Decision to set aside Seriti Commission findings will have a profound impact

Commission chair Judge Willie Seriti during the opening of the arms deal commission on August 5, 2013 in Pretoria, South Africa. (Photo by Gallo Images / Sowetan / Veli Nhlapo)

We welcome the judgment delivered on Wednesday in the High Court that sets aside the findings of the Seriti Commission of Inquiry into the Arms Deal. This is a profound victory for South African civil society and is the result of years of collective struggle against a massive cover-up of international bribery and corruption.

The judgment of the High Court on Wednesday is clear and unambiguous in finding that the commission made no attempt, at any time, to conduct a meaningful investigation into the Arms Deal. It found that “the inquiry and investigation that the commission was called upon to undertake never materialised”.

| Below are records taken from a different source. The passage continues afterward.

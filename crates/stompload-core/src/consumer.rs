//! Consumer worker.
//!
//! Subscribes to one destination, then receives exactly `count` messages,
//! validating each against the next expected sequence number before
//! acknowledging it according to the ack mode. Afterwards it unsubscribes.
//!
//! ```text
//! Subscribing ─► Receiving(1) ─► [Acking(1)] ─► Receiving(2) ─► … ─► Unsubscribing ─► Done
//!                     │                │
//!                     └──── any failed guard ───► Fatal
//! ```

use std::sync::Arc;

use crate::{
    ack::{AckMode, dialect_for},
    adapter::{AdapterError, Session},
    config::StaggerConfig,
    destination::Destination,
    env::Environment,
    error::HarnessError,
    stagger::StaggerScheduler,
    validation::validate_delivery,
};

/// Where a consumer is in its life.
#[derive(Debug, Clone, Copy, PartialEq, Eq)]
pub enum ConsumerState {
    /// Not yet subscribed
    Subscribing,
    /// Waiting for message `n`
    Receiving(u64),
    /// Acknowledging message `n`
    Acking(u64),
    /// All messages received; removing the subscription
    Unsubscribing,
    /// Finished cleanly
    Done,
    /// Stopped on an error
    Fatal,
}

/// What a consumer did.
#[derive(Debug, Clone, PartialEq, Eq)]
pub struct ConsumerReport {
    /// Destination name
    pub destination: String,
    /// Messages received and validated
    pub received: u64,
    /// ACK frames sent
    pub acked: u64,
}

/// Receives and checks one destination's messages.
pub struct Consumer<S, E> {
    session: Arc<S>,
    destination: Destination,
    ack_mode: AckMode,
    count: u64,
    subscription_id: String,
    env: E,
    stagger: StaggerConfig,
    state: ConsumerState,
    received: u64,
    acked: u64,
}

impl<S: Session, E: Environment> Consumer<S, E> {
    /// Consumer expecting `count` messages on `destination`.
    ///
    /// The subscription id is drawn fresh from `env`.
    pub fn new(
        session: Arc<S>,
        destination: Destination,
        ack_mode: AckMode,
        count: u64,
        env: E,
    ) -> Self {
        Self {
            session,
            destination,
            ack_mode,
            count,
            subscription_id: env.unique_id(),
            env,
            stagger: StaggerConfig::disabled(),
            state: ConsumerState::Subscribing,
            received: 0,
            acked: 0,
        }
    }

    /// Pace receipts with `stagger`.
    #[must_use]
    pub fn with_stagger(mut self, stagger: StaggerConfig) -> Self {
        self.stagger = stagger;
        self
    }

    /// Current state.
    pub fn state(&self) -> ConsumerState {
        self.state
    }

    /// Subscription id used on SUBSCRIBE.
    pub fn subscription_id(&self) -> &str {
        &self.subscription_id
    }

    /// Receive every message. The first failure moves the consumer to
    /// [`ConsumerState::Fatal`] and is returned.
    pub async fn run(&mut self) -> Result<ConsumerReport, HarnessError> {
        let result = self.drive().await;
        if let Err(err) = &result {
            tracing::debug!(destination = %self.destination, state = ?self.state, error = %err, "consumer failed");
            self.state = ConsumerState::Fatal;
        }
        result
    }

    async fn drive(&mut self) -> Result<ConsumerReport, HarnessError> {
        let dialect = dialect_for(self.session.protocol());
        let name = self.destination.name().to_string();
        let scheduler = StaggerScheduler::new(self.env.clone());

        self.state = ConsumerState::Subscribing;
        let headers = dialect.subscribe_headers(&name, &self.subscription_id, self.ack_mode);
        let mut delivery = self
            .session
            .subscribe(headers)
            .await
            .map_err(|source| HarnessError::Subscribe { destination: name.clone(), source })?;
        tracing::debug!(
            destination = %name,
            subscription = %self.subscription_id,
            ack = %self.ack_mode,
            count = self.count,
            "consumer subscribed"
        );

        for sequence in 1..=self.count {
            self.state = ConsumerState::Receiving(sequence);
            let frame = match delivery.recv().await {
                Some(Ok(frame)) => frame,
                Some(Err(source)) => {
                    return Err(HarnessError::Receive { destination: name, sequence, source });
                },
                None => {
                    return Err(HarnessError::Receive {
                        destination: name,
                        sequence,
                        source: AdapterError::Closed,
                    });
                },
            };

            validate_delivery(&frame, &self.destination, sequence)
                .map_err(|source| HarnessError::Validation { destination: name.clone(), source })?;
            self.received += 1;
            tracing::trace!(destination = %name, sequence, "received");

            if self.ack_mode.requires_ack() {
                self.state = ConsumerState::Acking(sequence);
                let headers =
                    dialect.ack_headers(&frame.headers, &self.subscription_id).map_err(|source| {
                        HarnessError::Validation { destination: name.clone(), source }
                    })?;
                self.session.ack(headers).await.map_err(|source| HarnessError::Ack {
                    destination: name.clone(),
                    sequence,
                    source,
                })?;
                self.acked += 1;
            }

            if self.stagger.enabled && sequence < self.count {
                let delay = scheduler.pause(self.stagger.factor).await;
                tracing::trace!(destination = %name, ?delay, "receive stagger");
            }
        }

        self.state = ConsumerState::Unsubscribing;
        let headers = dialect.unsubscribe_headers(&name, &self.subscription_id);
        self.session
            .unsubscribe(headers)
            .await
            .map_err(|source| HarnessError::Unsubscribe { destination: name.clone(), source })?;

        self.state = ConsumerState::Done;
        tracing::debug!(destination = %name, received = self.received, acked = self.acked, "consumer done");
        Ok(ConsumerReport { destination: name, received: self.received, acked: self.acked })
    }
}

In summarising its findings, it also damningly found that that due to “so manifest a set of errors of law, a clear failure to test evidence of key witnesses, a refusal to take account of documentary evidence which contained the most serious allegations which were relevant to its inquiry, the principle of legality dictates only one conclusion, that the findings of such a commission must be set aside”.

The judgment will have a long-term and profound impact on South African politics and future commissions of inquiry. For the first time, South Africa’s courts have ruled that commissions of inquiry are reviewable, and must be conducted in line with the principle of fairness and legality. It also confirms that investigations by commissions must be pursued with an “open and enquiring mind”. This judgment creates a test of future commissions of inquiry, and sends a warning to all future commissions of inquiry that they must investigate matters under their purview fairly, fully, and with an “open and enquiring mind”.

In August 2014, in response to a call by civil society, we announced that we were withdrawing from the commission of inquiry, despite the fact that we had made detailed submissions to the commission and provided thousands of pages of evidentiary documents.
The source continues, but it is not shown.